▸ RECORDS FOR THE EXERCISE:
#[cfg(test)]
mod tests {
    use rand::{SeedableRng, rngs::StdRng};

    use super::*;
    use crate::{
        geometry::{Orientation, Position},
        layout::parse_layout,
        object::{Color, DoorState},
        registry::FunctionSpec,
        transition::{self, TransitionFunction, UpdateAgent},
    };

    const EXIT_5X5: &str = "
        .. .. .. .. E-
        .. .. .. .. ..
        .. .. AN .. ..
        .. .. .. .. ..
        .. .. .. .. ..
    ";

    fn moved(state: &State, position: Position) -> State {
        let mut next = state.clone();
        next.agent.position = position;
        next
    }

    fn build(spec: FunctionSpec) -> Box<dyn RewardFunction> {
        RewardRegistry::with_builtins().build_spec(&spec).unwrap()
    }

    #[test]
    fn overlap_rewards_standing_on_exit() {
        let state = parse_layout(EXIT_5X5).unwrap();
        let reward = build(
            FunctionSpec::new("overlap")
                .with("object_type", "Exit")
                .with("reward_on", 1.0)
                .with("reward_off", -0.5),
        );

        let on_exit = moved(&state, Position::new(0, 4));
        assert_eq!(reward.reward(&state, Action::MoveRight, &on_exit).unwrap(), 1.0);
        for position in [Position::new(0, 3), Position::new(1, 4), Position::new(2, 2)] {
            let next = moved(&state, position);
            assert_eq!(reward.reward(&state, Action::MoveForward, &next).unwrap(), -0.5);
        }
    }

    #[test]
    fn reach_exit_and_living_reward() {
        let state = parse_layout(EXIT_5X5).unwrap();
        let reach_exit = build(FunctionSpec::new("reach_exit"));
        let living = build(FunctionSpec::new("living_reward").with("reward", -0.1));

        let on_exit = moved(&state, Position::new(0, 4));
        assert_eq!(reach_exit.reward(&state, Action::MoveForward, &on_exit).unwrap(), 1.0);
        assert_eq!(reach_exit.reward(&state, Action::MoveForward, &state).unwrap(), 0.0);
        assert_eq!(living.reward(&state, Action::Actuate, &on_exit).unwrap(), -0.1);
    }

    #[test]
    fn bump_moving_obstacle_is_zero_elsewhere() {
        let mut state = parse_layout("AE .. ..").unwrap();
        state.grid[Position::new(0, 1)] = GridObject::MovingObstacle;
        let reward = build(FunctionSpec::new("bump_moving_obstacle").with("reward", -5.0));

        let bumped = moved(&state, Position::new(0, 1));
        assert_eq!(reward.reward(&state, Action::MoveForward, &bumped).unwrap(), -5.0);
        let missed = moved(&state, Position::new(0, 2));
        assert_eq!(reward.reward(&state, Action::MoveForward, &missed).unwrap(), 0.0);
    }

    #[test]
    fn proportional_to_distance_uses_next_state() {
        let state = parse_layout(EXIT_5X5).unwrap();
        let manhattan = build(
            FunctionSpec::new("proportional_to_distance")
                .with("object_type", "Exit")
                .with("reward_per_unit_distance", -0.5),
        );
        let chebyshev = build(
            FunctionSpec::new("proportional_to_distance")
                .with("object_type", "Exit")
                .with("distance_function", "chebyshev"),
        );

        let next = moved(&state, Position::new(2, 3));
        assert_eq!(manhattan.reward(&state, Action::MoveRight, &next).unwrap(), -1.5);
        assert_eq!(chebyshev.reward(&state, Action::MoveRight, &next).unwrap(), -2.0);
    }

    #[test]
    fn distance_rewards_require_a_unique_target() {
        let state = parse_layout("AN .. ..").unwrap();
        for name in ["proportional_to_distance", "getting_closer", "getting_closer_shortest_path"] {
            let reward = build(FunctionSpec::new(name).with("object_type", "Exit"));
            assert_eq!(
                reward.reward(&state, Action::MoveForward, &state),
                Err(EvalError::ObjectNotUnique {
                    kind: ObjectKind::Exit,
                    count: 0
                })
            );
        }

        let state = parse_layout("AN E- E-").unwrap();
        let reward = build(FunctionSpec::new("getting_closer").with("object_type", "Exit"));
        assert!(reward.reward(&state, Action::MoveForward, &state).is_err());
    }

    #[test]
    fn getting_closer_sign_convention() {
        let state = parse_layout(EXIT_5X5).unwrap();
        let reward = build(
            FunctionSpec::new("getting_closer")
                .with("object_type", "Exit")
                .with("reward_closer", 2.0)
                .with("reward_further", -3.0),
        );

        // the exit is 3 steps from (1, 2)
        let start = moved(&state, Position::new(1, 2));
        let closer = moved(&state, Position::new(0, 2));
        let further = moved(&state, Position::new(2, 2));
        let lateral = moved(&state, Position::new(1, 3));
        let lateral_back = moved(&state, Position::new(0, 2));

        assert_eq!(reward.reward(&start, Action::MoveForward, &closer).unwrap(), 2.0);
        assert_eq!(reward.reward(&start, Action::MoveBackward, &further).unwrap(), -3.0);
        assert_eq!(reward.reward(&lateral, Action::MoveLeft, &lateral_back).unwrap(), 0.0);
    }

    #[test]
    fn shortest_path_follows_walls() {
        // the exit is right of the agent but behind a wall
        let state = parse_layout(
            "
            .. .. .. ..
            AN WL E- ..
            .. WL WL ..
            ",
        )
        .unwrap();
        let metric = build(FunctionSpec::new("getting_closer").with("object_type", "Exit"));
        let shortest = build(FunctionSpec::new("getting_closer_shortest_path").with("object_type", "Exit"));

        // moving down is metrically further but not a shortcut either
        let down = moved(&state, Position::new(2, 0));
        assert_eq!(metric.reward(&state, Action::MoveBackward, &down).unwrap(), -1.0);
        assert_eq!(shortest.reward(&state, Action::MoveBackward, &down).unwrap(), -1.0);

        // moving up is metrically further but shortens the path around the wall
        let up = moved(&state, Position::new(0, 0));
        assert_eq!(metric.reward(&state, Action::MoveForward, &up).unwrap(), -1.0);
        assert_eq!(shortest.reward(&state, Action::MoveForward, &up).unwrap(), 1.0);
    }

    #[test]
    fn shortest_path_sees_doors_open() {
        let state = parse_layout("AE D- E-").unwrap();
        let shortest = build(FunctionSpec::new("getting_closer_shortest_path").with("object_type", "Exit"));

        // unreachable before and after: no change
        assert_eq!(shortest.reward(&state, Action::Actuate, &state).unwrap(), 0.0);

        let mut opened = state.clone();
        opened.grid[Position::new(0, 1)] = GridObject::Door {
            state: DoorState::Open,
            color: Color::None,
        };
        assert_eq!(shortest.reward(&state, Action::Actuate, &opened).unwrap(), 1.0);
        assert_eq!(shortest.reward(&opened, Action::Actuate, &state).unwrap(), -1.0);
    }

    #[test]
    fn bump_into_wall_checks_the_attempted_move() {
        let state = parse_layout("WL AE WL").unwrap();
        let reward = build(FunctionSpec::new("bump_into_wall").with("reward", -2.0));

        // the agent does not move, but it tried to walk into a wall
        assert_eq!(reward.reward(&state, Action::MoveForward, &state).unwrap(), -2.0);
        assert_eq!(reward.reward(&state, Action::MoveBackward, &state).unwrap(), -2.0);
        // off the grid is not a wall
        assert_eq!(reward.reward(&state, Action::MoveLeft, &state).unwrap(), 0.0);
        assert_eq!(reward.reward(&state, Action::TurnLeft, &state).unwrap(), 0.0);
    }

    #[test]
    fn actuate_door_reward_tracks_toggles() {
        let mut state = parse_layout("AE D- ..").unwrap();
        let door = transition::ActuateDoor { consume_key: false };
        let reward = build(FunctionSpec::new("actuate_door"));
        let mut rng = StdRng::seed_from_u64(0);

        let mut opened = state.clone();
        door.apply(&mut opened, Action::Actuate, &mut rng).unwrap();
        assert!(opened.grid[Position::new(0, 1)].is_open_door());
        assert_eq!(reward.reward(&state, Action::Actuate, &opened).unwrap(), 1.0);

        let mut closed = opened.clone();
        door.apply(&mut closed, Action::Actuate, &mut rng).unwrap();
        assert!(!closed.grid[Position::new(0, 1)].is_open_door());
        assert_eq!(reward.reward(&opened, Action::Actuate, &closed).unwrap(), -1.0);

        // not actuating, or nothing changed
        assert_eq!(reward.reward(&state, Action::MoveForward, &opened).unwrap(), 0.0);
        assert_eq!(reward.reward(&state, Action::Actuate, &state).unwrap(), 0.0);

        // facing away from the door
        state.agent.orientation = Orientation::W;
        assert_eq!(reward.reward(&state, Action::Actuate, &opened).unwrap(), 0.0);
    }

    #[test]
    fn pickndrop_compares_held_objects() {
        let state = parse_layout("AE KR").unwrap();
        let reward = build(
            FunctionSpec::new("pickndrop")
                .with("object_type", "Key")
                .with("reward_pick", 0.5)
                .with("reward_drop", -0.25),
        );
        let mut holding = state.clone();
        holding.agent.held = Some(GridObject::Key { color: Color::Red });

        assert_eq!(reward.reward(&state, Action::PickNDrop, &holding).unwrap(), 0.5);
        assert_eq!(reward.reward(&holding, Action::PickNDrop, &state).unwrap(), -0.25);
        // action is irrelevant
        assert_eq!(reward.reward(&holding, Action::TurnLeft, &state).unwrap(), -0.25);
        assert_eq!(reward.reward(&holding, Action::PickNDrop, &holding).unwrap(), 0.0);
    }

    #[test]
    fn reach_exit_memory_matches_beacon_color() {
        let state = parse_layout("BR AN ER EB").unwrap();
        let reward = build(FunctionSpec::new("reach_exit_memory"));

        assert_eq!(reward.reward(&state, Action::TurnLeft, &state).unwrap(), 0.0);
        let good = moved(&state, Position::new(0, 2));
        assert_eq!(reward.reward(&state, Action::MoveRight, &good).unwrap(), 1.0);
        let bad = moved(&state, Position::new(0, 3));
        assert_eq!(reward.reward(&state, Action::MoveRight, &bad).unwrap(), -1.0);

        let no_beacon = parse_layout(".. AN ER EB").unwrap();
        assert!(reward.reward(&no_beacon, Action::TurnLeft, &no_beacon).is_err());
    }

    #[test]
    fn reductions_combine_sub_rewards() {
        let state = parse_layout(EXIT_5X5).unwrap();
        let on_exit = moved(&state, Position::new(0, 4));
        let parts = || {
            vec![
                FunctionSpec::new("living_reward").with("reward", -0.5),
                FunctionSpec::new("reach_exit").with("reward_on", 4.0),
            ]
        };

        let sum = build(FunctionSpec::new("reduce_sum").with("reward_functions", parts()));
        assert_eq!(sum.reward(&state, Action::MoveForward, &on_exit).unwrap(), 3.5);

        let expected = [("sum", 3.5), ("product", -2.0), ("max", 4.0), ("min", -0.5)];
        for (reduction, value) in expected {
            let reward = build(
                FunctionSpec::new("reduce")
                    .with("reward_functions", parts())
                    .with("reduction", reduction),
            );
            assert_eq!(reward.reward(&state, Action::MoveForward, &on_exit).unwrap(), value);
        }
    }

    #[test]
    fn weighted_sum_scales_each_term() {
        let state = parse_layout(EXIT_5X5).unwrap();
        let on_exit = moved(&state, Position::new(0, 4));
        let parts = vec![
            FunctionSpec::new("living_reward").with("reward", -1.0),
            FunctionSpec::new("reach_exit"),
        ];

        let reward = build(
            FunctionSpec::new("reduce_weighted_sum")
                .with("reward_functions", parts.clone())
                .with("weights", vec![0.5, 10.0]),
        );
        assert_eq!(reward.reward(&state, Action::MoveForward, &on_exit).unwrap(), 9.5);
        assert_eq!(reward.reward(&state, Action::MoveForward, &state).unwrap(), -0.5);

        let mismatched = RewardRegistry::with_builtins().build_spec(
            &FunctionSpec::new("reduce_weighted_sum")
                .with("reward_functions", parts)
                .with("weights", vec![1.0]),
        );
        assert!(matches!(
            mismatched,
            Err(ConfigError::InvalidParameter { key, .. }) if key == "weights"
        ));
    }

    #[test]
    fn empty_reductions_yield_identity() {
        assert_eq!(Reduction::Sum.reduce([]), Ok(0.0));
        assert_eq!(Reduction::Product.reduce([]), Ok(1.0));
        assert_eq!(Reduction::Max.reduce([]), Ok(f64::NEG_INFINITY));
        assert_eq!(Reduction::Min.reduce([]), Ok(f64::INFINITY));
    }

    #[test]
    fn reduction_stops_at_first_error() {
        let err = EvalError::ObjectNotUnique {
            kind: ObjectKind::Beacon,
            count: 0,
        };
        let values = vec![Ok(1.0), Err(err.clone()), Ok(2.0)];
        assert_eq!(Reduction::Sum.reduce(values), Err(err));
    }

    #[test]
    fn factory_validates_parameters() {
        let registry = RewardRegistry::with_builtins();
        assert!(matches!(
            registry.build_spec(&FunctionSpec::new("overlap")),
            Err(ConfigError::MissingParameter { key, .. }) if key == "object_type"
        ));
        assert!(matches!(
            registry.build_spec(&FunctionSpec::new("overlap").with("object_type", "Exit").with("foo", 1.0)),
            Err(ConfigError::UnrecognizedParameter { keys, .. }) if keys == vec!["foo".to_string()]
        ));
        assert!(matches!(
            registry.build_spec(&FunctionSpec::new("overlap").with("object_type", "Box")),
            Err(ConfigError::InvalidParameter { .. })
        ));
        assert!(matches!(
            registry.build_spec(&FunctionSpec::new("reduce").with("reward_functions", Vec::<FunctionSpec>::new())),
            Err(ConfigError::MissingParameter { key, .. }) if key == "reduction"
        ));
        assert!(matches!(
            registry.build_spec(&FunctionSpec::new("reduce_sum").with(
                "reward_functions",
                vec![FunctionSpec::new("living_reward").with("bonus", 1.0)]
            )),
            Err(ConfigError::UnrecognizedParameter { .. })
        ));
        assert!(matches!(
            registry.build_spec(&FunctionSpec::new("static_reward")),
            Err(ConfigError::UnknownFunction { family: "reward", .. })
        ));
    }

    #[test]
    fn custom_rewards_resolve_like_builtins() {
        let mut registry = RewardRegistry::with_builtins();
        registry
            .register("turn_penalty", Signature::new(&[], &["reward"]), |args, _| {
                let penalty = args.number("reward", -1.0)?;
                boxed(move |_: &State, action: Action, _: &State| -> Result<f64, EvalError> {
                    Ok(if action.is_rotation() { penalty } else { 0.0 })
                })
            })
            .unwrap();
        assert!(matches!(
            registry.register("overlap", Signature::NONE, |_, _| boxed(LivingReward { reward: 0.0 })),
            Err(ConfigError::DuplicateFunction { .. })
        ));

        let reward = registry
            .build_spec(&FunctionSpec::new("reduce_sum").with(
                "reward_functions",
                vec![
                    FunctionSpec::new("turn_penalty").with("reward", -0.25),
                    FunctionSpec::new("living_reward").with("reward", -1.0),
                ],
            ))
            .unwrap();
        let state = parse_layout("AN").unwrap();
        let mut next = state.clone();
        UpdateAgent
            .apply(&mut next, Action::TurnLeft, &mut StdRng::seed_from_u64(0))
            .unwrap();
        assert_eq!(reward.reward(&state, Action::TurnLeft, &next).unwrap(), -1.25);
        assert_eq!(reward.reward(&state, Action::MoveForward, &state).unwrap(), -1.0);
    }
}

▸ YOUR TASK: Select, from the listing, all lines that include the word "down".

▸ RESPONSE TO THE EXERCISE:
        // moving down is metrically further but not a shortcut either
        let down = moved(&state, Position::new(2, 0));
        assert_eq!(metric.reward(&state, Action::MoveBackward, &down).unwrap(), -1.0);
        assert_eq!(shortest.reward(&state, Action::MoveBackward, &down).unwrap(), -1.0);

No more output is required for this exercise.